Records provided:
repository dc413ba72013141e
pub mod formatting;
pub mod truncation;
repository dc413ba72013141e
pub mod envelope;
pub mod finding;
pub mod report;
pub mod source;

pub use envelope::*;
pub use finding::*;
pub use report::*;
pub use source::*;
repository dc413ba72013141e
use std::path::PathBuf;

use chrono::NaiveDate;
use tracing::debug;

use crate::errors::ReportError;
use crate::utils::formatting::format_date_es;

/// Weekly report prompt compiled into the binary.
pub const WEEKLY_REPORT_TEMPLATE: &str = include_str!("../../prompts/weekly-report.txt");

/// Variables available for template interpolation.
#[derive(Debug, Clone, Default)]
pub struct PromptVariables {
    /// Report date in long Spanish form.
    pub today: String,
}

impl PromptVariables {
    pub fn for_date(date: NaiveDate) -> Self {
        Self { today: format_date_es(date) }
    }
}

/// Loads the weekly report prompt, either the embedded one or an operator
/// supplied override file.
#[derive(Debug, Clone, Default)]
pub struct PromptLoader {
    override_path: Option<PathBuf>,
}

impl PromptLoader {
    pub fn new(override_path: Option<PathBuf>) -> Self {
        if let Some(path) = &override_path {
            debug!(path = %path.display(), "Using prompt override");
        }
        Self { override_path }
    }

    pub fn load(&self) -> Result<String, ReportError> {
        let Some(path) = &self.override_path else {
            return Ok(WEEKLY_REPORT_TEMPLATE.to_string());
        };
        if !path.exists() {
            return Err(ReportError::Prompt(format!(
                "Prompt file not found: {}",
                path.display()
            )));
        }
        let content = std::fs::read_to_string(path).map_err(|e| {
            ReportError::Prompt(format!("Failed to read prompt {}: {}", path.display(), e))
        })?;
        if content.trim().is_empty() {
            return Err(ReportError::Prompt(format!("Prompt file is empty: {}", path.display())));
        }
        Ok(content)
    }

    /// Replace {{VARIABLE}} placeholders with values from PromptVariables.
    pub fn interpolate(&self, template: &str, vars: &PromptVariables) -> String {
        template.replace("{{TODAY}}", &vars.today)
    }

    /// Load and interpolate in one step.
    pub fn render(&self, vars: &PromptVariables) -> Result<String, ReportError> {
        Ok(self.interpolate(&self.load()?, vars))
    }
}
use axum::Json;
use serde_json::{json, Value};

pub async fn health_check() -> Json<Value> {
    Json(json!({
        "status": "healthy",
        "service": "arka",
        "version": env!("CARGO_PKG_VERSION"),
        "build": env!("BUILD_TIMESTAMP"),
        "git": option_env!("GIT_HASH").unwrap_or("unknown"),
    }))
}
pub mod api;
pub mod cli;
pub mod config;
pub mod errors;
pub mod llm;
pub mod models;
pub mod pipeline;
pub mod prompts;
pub mod reporting;
pub mod utils;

Aim of the exercise: Could you state how many lines in the listing include the string "content"? Only the number is wanted.

Solution to the exercise: 3